Group #7, Team Colonial Club

David Lackey (dlackey), John O’Neill (jconeill), and Horia Radoi (hradoi)

Mission Statement

We are evaluating a system that makes users aware of bad posture during extended hours of sitting.

Many people are bound to sedentary lifestyles because of academics, desk jobs, etc.  If people have bad posture during the hours that they are seated, then it can lead to back problems later in life, such as degenerative disc disease.  We want our system to quickly alert people in the event that they have bad back posture so that they can avoid its associated negative long term effects.

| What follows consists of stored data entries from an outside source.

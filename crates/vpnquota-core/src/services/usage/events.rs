//! Usage events and tunnel control
//!
//! The core never talks to a UI or a tunnel directly. It emits
//! [`UsageEvent`]s to an [`EventSink`] and asks a [`TunnelControl`] to stop.

use chrono::NaiveDate;
use serde::Serialize;
use tokio::sync::mpsc;

use super::types::StopReason;

// ============================================================================
// Events
// ============================================================================

/// Something the user should be told about
#[derive(Debug, Clone, PartialEq, Eq, Serialize)]
#[serde(tag = "kind", rename_all = "snake_case")]
pub enum UsageEvent {
    /// Threshold warning (80) or pre-disconnect warning (95)
    UsageWarning { percent: u8, used_mb: u64, limit_mb: u64 },
    /// Daily limit reached; shown at most once per day
    LimitReachedAlert { used_mb: u64, limit_mb: u64 },
    /// Device date changed while the tunnel was running
    DailyReset { date: NaiveDate },
    /// The server reset its counters before the device saw a new day
    ServerReset,
}

impl UsageEvent {
    /// Short human-readable message
    pub fn message(&self) -> String {
        match self {
            UsageEvent::UsageWarning { percent, used_mb, limit_mb } => format!(
                "You have used {}% of your daily data ({} / {} MB)",
                percent, used_mb, limit_mb
            ),
            UsageEvent::LimitReachedAlert { used_mb, limit_mb } => format!(
                "Daily data limit reached ({} / {} MB). Watch ads or exchange coins for more.",
                used_mb, limit_mb
            ),
            UsageEvent::DailyReset { date } => {
                format!("Daily quota reset for {}. Please reconnect.", date)
            }
            UsageEvent::ServerReset => {
                "Daily quota was reset by the server. Please reconnect.".to_string()
            }
        }
    }
}

// ============================================================================
// Event Sinks
// ============================================================================

/// Receiver of usage events (notifications, dialogs, tests)
pub trait EventSink: Send + Sync {
    fn emit(&self, event: UsageEvent);
}

/// Sink that only logs
#[derive(Debug, Default, Clone)]
pub struct LogEventSink;

impl EventSink for LogEventSink {
    fn emit(&self, event: UsageEvent) {
        log::info!("[usage:event] {}", event.message());
    }
}

/// Sink that forwards events to an unbounded channel
#[derive(Debug, Clone)]
pub struct ChannelEventSink {
    tx: mpsc::UnboundedSender<UsageEvent>,
}

impl ChannelEventSink {
    pub fn new() -> (Self, mpsc::UnboundedReceiver<UsageEvent>) {
        let (tx, rx) = mpsc::unbounded_channel();
        (Self { tx }, rx)
    }
}

impl EventSink for ChannelEventSink {
    fn emit(&self, event: UsageEvent) {
        if self.tx.send(event).is_err() {
            log::debug!("[usage:event] Event receiver dropped");
        }
    }
}

// ============================================================================
// Tunnel Control
// ============================================================================

/// The one capability the core needs from the tunnel implementation
pub trait TunnelControl: Send + Sync {
    fn stop_tunnel(&self, reason: StopReason);
}

/// Tunnel control that forwards stop requests to a channel
#[derive(Debug, Clone)]
pub struct ChannelTunnelControl {
    tx: mpsc::UnboundedSender<StopReason>,
}

impl ChannelTunnelControl {
    pub fn new() -> (Self, mpsc::UnboundedReceiver<StopReason>) {
        let (tx, rx) = mpsc::unbounded_channel();
        (Self { tx }, rx)
    }
}

impl TunnelControl for ChannelTunnelControl {
    fn stop_tunnel(&self, reason: StopReason) {
        log::info!("[usage:tunnel] Stop requested: {}", reason);
        if self.tx.send(reason).is_err() {
            log::debug!("[usage:tunnel] Stop receiver dropped");
        }
    }
}

#[cfg(test)]
mod tests {
    use super::*;

    #[test]
    fn test_event_messages() {
        let warning = UsageEvent::UsageWarning { percent: 80, used_mb: 800, limit_mb: 1000 };
        assert!(warning.message().contains("80%"));

        let alert = UsageEvent::LimitReachedAlert { used_mb: 1000, limit_mb: 1000 };
        assert!(alert.message().contains("limit reached"));

        let reset = UsageEvent::DailyReset {
            date: NaiveDate::from_ymd_opt(2026, 5, 2).unwrap(),
        };
        assert!(reset.message().contains("2026-05-02"));
    }

    #[test]
    fn test_event_serialization_is_tagged() {
        let json = serde_json::to_value(UsageEvent::ServerReset).unwrap();
        assert_eq!(json["kind"], "server_reset");
    }

    #[tokio::test]
    async fn test_channel_event_sink() {
        let (sink, mut rx) = ChannelEventSink::new();
        sink.emit(UsageEvent::ServerReset);
        assert_eq!(rx.recv().await, Some(UsageEvent::ServerReset));
    }

    #[tokio::test]
    async fn test_channel_tunnel_control() {
        let (tunnel, mut rx) = ChannelTunnelControl::new();
        tunnel.stop_tunnel(StopReason::LimitReached);
        assert_eq!(rx.recv().await, Some(StopReason::LimitReached));
    }

    #[test]
    fn test_sinks_tolerate_dropped_receivers() {
        let (sink, rx) = ChannelEventSink::new();
        drop(rx);
        sink.emit(UsageEvent::ServerReset);

        let (tunnel, rx) = ChannelTunnelControl::new();
        drop(rx);
        tunnel.stop_tunnel(StopReason::DailyRollover);
    }
}
impl UsageLedger {
    /// Fresh ledger for `today`
    pub fn new(today: NaiveDate, is_official_server: bool) -> Self {
        Self::from_state(UsageState::new(today, is_official_server))
    }

    /// Ledger restored from persisted state
    pub fn from_state(mut state: UsageState) -> Self {
        state.accumulated_unsynced_bytes = 0;
        Self {
            state,
            epoch: 0,
            in_flight: None,
            limit_confirmed: false,
            pending_server_reset: false,
            limit_increased: false,
            dirty: false,
        }
    }

    pub fn into_shared(self) -> SharedLedger {
        Arc::new(RwLock::new(self))
    }

    pub fn state(&self) -> &UsageState {
        &self.state
    }

    pub fn snapshot(&self) -> UsageState {
        self.state.clone()
    }

    pub fn epoch(&self) -> u64 {
        self.epoch
    }

    pub fn is_official(&self) -> bool {
        self.state.is_official_server
    }

    pub fn has_sync_in_flight(&self) -> bool {
        self.in_flight.is_some()
    }

    // ========================================================================
    // Sampling
    // ========================================================================

    /// Add measured traffic. Bytes seen on a manual server are discarded.
    pub fn observe_byte_delta(&mut self, rx: u64, tx: u64) {
        if !self.state.is_official_server {
            return;
        }
        let delta = rx.saturating_add(tx);
        self.state.accumulated_unsynced_bytes =
            self.state.accumulated_unsynced_bytes.saturating_add(delta);
    }

    /// Local optimistic usage: reconciled MB plus whole unsynced MB
    pub fn projected_used_mb(&self) -> u64 {
        self.state
            .used_mb
            .saturating_add(self.state.accumulated_unsynced_bytes / BYTES_PER_MB)
    }

    /// Whole MB worth reporting, capped at the remaining quota
    pub fn pending_sync_amount_mb(&self) -> u64 {
        let accumulated_mb = self.state.accumulated_unsynced_bytes / BYTES_PER_MB;
        accumulated_mb.min(self.state.remaining_mb())
    }

    // ========================================================================
    // Day Boundary
    // ========================================================================

    /// Reset the day's counters and flags when `today` differs from the
    /// stored date. Idempotent within a day.
    pub fn check_day_rollover(&mut self, today: NaiveDate) -> RolloverResult {
        if today == self.state.last_synced_date {
            return RolloverResult::None;
        }

        log::info!(
            "[usage:ledger] Day rollover {} -> {}",
            self.state.last_synced_date,
            today
        );
        self.reset_day();
        self.state.last_synced_date = today;
        self.limit_confirmed = false;
        RolloverResult::RolledOver
    }

    fn reset_day(&mut self) {
        self.state.used_mb = 0;
        self.state.accumulated_unsynced_bytes = 0;
        self.state.flags.reset();
        self.bump_epoch();
        self.dirty = true;
    }

    fn bump_epoch(&mut self) {
        self.epoch = self.epoch.wrapping_add(1);
        self.in_flight = None;
    }

    // ========================================================================
    // Reconciliation
    // ========================================================================

    /// Overwrite local usage with the server's numbers.
    ///
    /// A higher limit always clears the day's disconnect flags. A lower one
    /// is only taken from the first answer of a session (or of a new day).
    pub fn reconcile_with_server(&mut self, server: &ServerUsage) -> ReconcileOutcome {
        let mut outcome = ReconcileOutcome::default();
        let previous = self.state.used_mb;
        let reported = server.display_used_mb;

        if previous > SERVER_RESET_PREVIOUS_MIN_MB && reported < SERVER_RESET_REPORTED_MAX_MB {
            log::info!(
                "[usage:ledger] Server reset detected (local {} MB, server {} MB)",
                previous,
                reported
            );
            self.reset_day();
            self.pending_server_reset = true;
            self.limit_confirmed = false;
            outcome.server_reset = true;
        }

        if self.state.used_mb != reported {
            self.state.used_mb = reported;
            self.dirty = true;
        }

        let current_limit = self.state.total_limit_mb;
        let new_limit = server.total_limit_mb;
        if new_limit > current_limit {
            log::info!(
                "[usage:ledger] Limit increased {} -> {} MB",
                current_limit,
                new_limit
            );
            self.state.total_limit_mb = new_limit;
            self.state.flags.clear_disconnects();
            self.limit_increased = true;
            self.dirty = true;
            outcome.limit_increased = true;
        } else if new_limit < current_limit {
            if self.limit_confirmed {
                log::debug!(
                    "[usage:ledger] Ignoring same-day limit decrease {} -> {} MB",
                    current_limit,
                    new_limit
                );
            } else {
                self.state.total_limit_mb = new_limit;
                self.dirty = true;
            }
        }
        self.limit_confirmed = true;

        outcome
    }

    // ========================================================================
    // Sync Batches
    // ========================================================================

    /// Reserve the pending amount for one sync call.
    ///
    /// Returns `None` when nothing is pending or a batch is already in flight.
    pub fn begin_sync(&mut self) -> Option<PendingSync> {
        if self.in_flight.is_some() {
            return None;
        }
        let mb = self.pending_sync_amount_mb();
        if mb == 0 {
            return None;
        }
        let pending = PendingSync { mb, epoch: self.epoch };
        self.in_flight = Some(pending);
        Some(pending)
    }

    /// Fold in the result of the call started with `pending`.
    ///
    /// On success the reported bytes leave the accumulator and the server's
    /// numbers are reconciled. On failure nothing changes except that the
    /// reservation is released.
    pub fn apply_sync_result(
        &mut self,
        pending: PendingSync,
        result: Option<&ServerUsage>,
    ) -> SyncApplied {
        if pending.epoch != self.epoch {
            log::debug!(
                "[usage:ledger] Discarding sync of {} MB from epoch {} (now {})",
                pending.mb,
                pending.epoch,
                self.epoch
            );
            return SyncApplied::Stale;
        }
        self.in_flight = None;

        match result {
            Some(server) => {
                let reported_bytes = pending.mb.saturating_mul(BYTES_PER_MB);
                self.state.accumulated_unsynced_bytes = self
                    .state
                    .accumulated_unsynced_bytes
                    .saturating_sub(reported_bytes);
                SyncApplied::Reconciled(self.reconcile_with_server(server))
            }
            None => SyncApplied::Retained,
        }
    }

    /// Bump the epoch so no in-flight result can land on this ledger
    pub fn invalidate(&mut self) {
        self.bump_epoch();
    }

    // ========================================================================
    // Flags and Transition Signals
    // ========================================================================

    /// Replace the threshold flags
    pub fn set_flags(&mut self, flags: ThresholdFlags) {
        if self.state.flags != flags {
            self.state.flags = flags;
            self.dirty = true;
        }
    }

    /// Switch between official (metered) and manual (unmetered) servers
    pub fn set_official(&mut self, official: bool) {
        self.state.is_official_server = official;
        if !official {
            self.state.accumulated_unsynced_bytes = 0;
        }
    }

    /// Consume the "server reset detected" signal
    pub fn take_server_reset(&mut self) -> bool {
        std::mem::take(&mut self.pending_server_reset)
    }

    /// Consume the "limit increased" signal
    pub fn take_limit_increase(&mut self) -> bool {
        std::mem::take(&mut self.limit_increased)
    }

    /// Consume the "needs persisting" signal
    pub fn take_dirty(&mut self) -> bool {
        std::mem::take(&mut self.dirty)
    }

    /// Re-arm persistence after a failed save
    pub fn mark_dirty(&mut self) {
        self.dirty = true;
    }
}
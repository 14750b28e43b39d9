//! Status command
//!
//! Shows the usage state as it was last persisted.

use anyhow::Result;
use serde::Serialize;
use tabled::Tabled;

use vpnquota_core::services::usage::{Clock, SystemClock, UsageStateStore};
use vpnquota_core::utils::format_date;
use vpnquota_core::UsageState;

use crate::output::{print_info, print_single};
use super::Context;

/// Usage state row for table display
#[derive(Debug, Serialize, Tabled)]
pub struct StatusRow {
    #[tabled(rename = "Date")]
    pub date: String,
    #[tabled(rename = "Used (MB)")]
    pub used_mb: u64,
    #[tabled(rename = "Limit (MB)")]
    pub total_limit_mb: u64,
    #[tabled(rename = "Used")]
    pub used_percent: String,
    #[tabled(rename = "Remaining (MB)")]
    pub remaining_mb: u64,
    #[tabled(rename = "80% Warned")]
    pub warning_80_shown: bool,
    #[tabled(rename = "95% Cut")]
    pub disconnected_95: bool,
    #[tabled(rename = "100% Cut")]
    pub disconnected_100: bool,
}

impl From<&UsageState> for StatusRow {
    fn from(state: &UsageState) -> Self {
        Self {
            date: format_date(state.last_synced_date),
            used_mb: state.used_mb,
            total_limit_mb: state.total_limit_mb,
            used_percent: format!("{:.1}%", state.used_percent()),
            remaining_mb: state.remaining_mb(),
            warning_80_shown: state.flags.warning_80_shown,
            disconnected_95: state.flags.disconnected_95,
            disconnected_100: state.flags.disconnected_100,
        }
    }
}

pub async fn execute(ctx: &Context) -> Result<()> {
    let today = SystemClock.today();
    let state = ctx.state_store().load(today, true).await?;

    print_single(&StatusRow::from(&state), ctx.format)?;

    if state.last_synced_date < today {
        print_info(
            "Counters are from an earlier day and reset when the next session starts.",
            ctx.quiet,
        );
    }
    Ok(())
}
//! Device command

use anyhow::Result;
use serde::Serialize;
use tabled::Tabled;

use crate::output::print_single;
use super::Context;

#[derive(Debug, Serialize, Tabled)]
pub struct DeviceRow {
    #[tabled(rename = "Device ID")]
    pub device_id: String,
}

pub async fn execute(ctx: &Context) -> Result<()> {
    let row = DeviceRow {
        device_id: ctx.device_id().await?,
    };
    print_single(&row, ctx.format)?;
    Ok(())
}
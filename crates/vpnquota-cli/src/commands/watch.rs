//! Watch command
//!
//! Meters device traffic from `/proc/net/dev` as if a tunnel were running.
//! The session ends when the quota enforcer stops it or on Ctrl-C; an
//! optional `--on-stop` command tears down the real tunnel.

use std::process::Command;
use std::sync::Arc;
use std::time::Duration;

use anyhow::Result;
use clap::Args;
use tokio::sync::mpsc::UnboundedReceiver;
use tokio_util::sync::CancellationToken;

use vpnquota_core::create_command;
use vpnquota_core::services::usage::{
    ChannelEventSink, ChannelTunnelControl, Clock, ProcNetDevCounter, SessionError,
};
use vpnquota_core::{StopReason, SyncRequest, TunnelSession, UsageEvent};

use crate::output::{print_event, print_info, print_single, print_warning, OutputFormat};
use super::status::StatusRow;
use super::Context;

/// Environment variable carrying the stop reason to the `--on-stop` command
const ENV_STOP_REASON: &str = "VPNQUOTA_STOP_REASON";

const PRINTER_DRAIN: Duration = Duration::from_secs(1);

#[derive(Args)]
pub struct WatchArgs {
    /// Treat the server as manual: traffic is not metered
    #[arg(long)]
    manual: bool,

    /// Shell command to run when the quota stops the tunnel
    #[arg(long, value_name = "CMD")]
    on_stop: Option<String>,
}

pub async fn execute(ctx: &Context, args: WatchArgs) -> Result<()> {
    let (events, event_rx) = ChannelEventSink::new();
    let (tunnel, _stops) = ChannelTunnelControl::new();
    let scheduler = ctx
        .scheduler(
            Arc::new(events),
            Arc::new(tunnel),
            Arc::new(ProcNetDevCounter::new()),
        )
        .await?;

    let usage_ctx = scheduler.context();
    let request = SyncRequest::usage(&usage_ctx.device_id, 0, usage_ctx.clock.today());
    match TunnelSession::preflight(usage_ctx.client.as_ref(), &request).await {
        Ok(Some(usage)) => scheduler.publish(&usage).await,
        Ok(None) => print_warning("Accounting server unreachable, metering offline", ctx.quiet),
        Err(SessionError::Blocked) => anyhow::bail!("Account is blocked, refusing to connect"),
        Err(e) => return Err(e.into()),
    }

    let printer = tokio::spawn(print_events(event_rx, ctx.format, ctx.quiet));
    let cancel = CancellationToken::new();
    let refresh = scheduler.spawn_refresh_loop(cancel.clone());

    let mut session = TunnelSession::start(&scheduler, !args.manual).await;
    print_info("Metering traffic. Press Ctrl-C to stop.", ctx.quiet);

    let reason = tokio::select! {
        reason = session.wait() => reason,
        result = tokio::signal::ctrl_c() => {
            if let Err(e) = result {
                log::warn!("[cli] Failed to listen for Ctrl-C: {}", e);
            }
            None
        }
    };

    let final_state = session.stop().await;
    cancel.cancel();
    if let Err(e) = refresh.await {
        log::warn!("[cli] Refresh loop ended abnormally: {}", e);
    }

    // Dropping the scheduler closes the event channel unless an abandoned
    // sync still holds a sender
    drop(scheduler);
    if tokio::time::timeout(PRINTER_DRAIN, printer).await.is_err() {
        log::debug!("[cli] Event printer still busy, leaving it behind");
    }

    match reason {
        Some(reason) => {
            print_warning(&format!("Tunnel stopped: {}", reason), ctx.quiet);
            if let Some(cmd) = args.on_stop {
                run_on_stop(&cmd, reason).await?;
            }
        }
        None => print_info("Stopped.", ctx.quiet),
    }

    print_single(&StatusRow::from(&final_state), ctx.format)
}

async fn print_events(mut rx: UnboundedReceiver<UsageEvent>, format: OutputFormat, quiet: bool) {
    while let Some(event) = rx.recv().await {
        if let Err(e) = print_event(&event, format, quiet) {
            log::warn!("[cli] Failed to print event: {}", e);
        }
    }
}

async fn run_on_stop(cmd: &str, reason: StopReason) -> Result<()> {
    let mut command = shell(cmd);
    command.env(ENV_STOP_REASON, reason.to_string());
    log::info!("[cli] Running on-stop command: {}", cmd);

    let status = tokio::task::spawn_blocking(move || command.status()).await??;
    if !status.success() {
        anyhow::bail!("On-stop command failed: {}", status);
    }
    Ok(())
}

#[cfg(target_os = "windows")]
fn shell(cmd: &str) -> Command {
    let mut command = create_command("cmd");
    command.args(["/C", cmd]);
    command
}

#[cfg(not(target_os = "windows"))]
fn shell(cmd: &str) -> Command {
    let mut command = create_command("sh");
    command.args(["-c", cmd]);
    command
}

From our first evaluation of our low-fidelity prototype, we hope to gain insight into what it will take to make a wearable back posture sensor.  We also want to learn how to correctly display relevant back posture information / statistics to the user.  Figuring out how to alert the user is important as well.

Concise Mission Statement

It is our mission to help users recognize when they have bad posture while sitting so that they can avoid long term back problems.

Team Roles

David – Drafted mission statement.
John – Initiated construction / task evaluations.
Horia – Formatting.

Description of Prototype

Our prototype consists of two components: the wearable device and the desktop interface. The first is intended to replicate how the user engages with the wearable component, and, as a prototype, demonstrate how vibrations are delivered to points on the users back where they are deviating from their desired posture. The second component serves two purposes: 1.  to demonstrate how the user sets their desired / default posture, and 2. to display to the user how the specific areas of their back deviate from their desired position over time.

User is working at table with device attached. Note that there are there sensors, each one designating a specific portion of the spine.

Here we demonstrate a vibration given by the device. We represent the location of vibrating motors with the placement of blue tape.

Base interface before readings have been taken / default has been set.

Once user sets default / desired posture, a confirmation check is placed on the screen for validation.

The user chooses to display the information provided by the top set of sensors.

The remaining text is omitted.